Imageous had never had the best of educations. He’d had a little history thrashed into him, especially those elements that centred on famous whores of the past, and he’d quite enjoyed the whore bits but not the thrashing encouragement to learning. And he’d been forced to imbibe huge amounts of religious education in which wars in Heaven figured prominently, along with the absolute need for God’s chosen people (|in this instance the inhabitants of monasteries, particularly this one) to pray with such a frequency he doubted any deity’s ability to concentrate on so much barely audible muttering. But who was he to question tradition?
“So what exactly is a desert?” he asked, aware of the gross insolence of the question, which thankfully appeared to pass the Father Superior by.
“A desert is a land of sand, sand and more sand,” intoned his craggy superior, farting. “A desert is a place where it never rains unless it pours once in every other century, where sands blow into mighty hillocks called dunes and where your Maker lives with his chosen Jezebels who have made the ultimate sacrifice of refusing underwear, in a pink and red harlotery where they can practice their harlotry.”
“And I must cross a desert like that?” stammered Imageous.
“That you must. And a word of warning. You must not robe yourself as you would at home, for the sun beats mercilessly down onto the dry land and would soon cook you if you wrap up as warmly as you are obliged to do here. No, you must wear a much lighter and less … less enveloping robe. You must wear a mini-robe. It will be provided.
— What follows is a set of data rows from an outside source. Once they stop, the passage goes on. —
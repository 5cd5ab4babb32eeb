//! Local enumerator port (driven/secondary port)
//!
//! Lists the synchronizable files of a single local directory and reads
//! their contents. Enumeration is flat: subdirectories are never entered.

use std::path::Path;

use crate::domain::errors::LocalError;
use crate::domain::newtypes::Extension;
use crate::domain::sync_plan::LocalFileSet;

/// Port trait for local directory access
#[async_trait::async_trait]
pub trait ILocalEnumerator: Send + Sync {
    /// Lists the names of regular files in `directory` that match `extension`
    ///
    /// # Errors
    /// [`LocalError::DirectoryUnreadable`] if the directory is missing or
    /// cannot be listed
    async fn list(&self, directory: &Path, extension: &Extension)
        -> Result<LocalFileSet, LocalError>;

    /// Reads the bytes of `name` inside `directory`
    ///
    /// # Errors
    /// [`LocalError::LocalReadFailed`]
    async fn read_file(&self, directory: &Path, name: &str) -> Result<Vec<u8>, LocalError>;
}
And a wide-brimmed hat, the sort worn by ancient wizards. You must wear one of those too, or the sun may send you balmy, and that would never do, a balmy Brother facing the omniscience of his Maker!”
“Oh dear…” began Imageous, and paused.
“And you must go this very day to the turn-style, which is the very entrance to the long desert road,” continued the Father Superior, ignoring him. “You’ll need some coins for that or it won’t let you pass. So go and prepare, and count your blessings…
“Yes, your holiness,” muttered Imageous, but his superior was busy crouching in the corner and dismissed him with a wave of his masterful hand.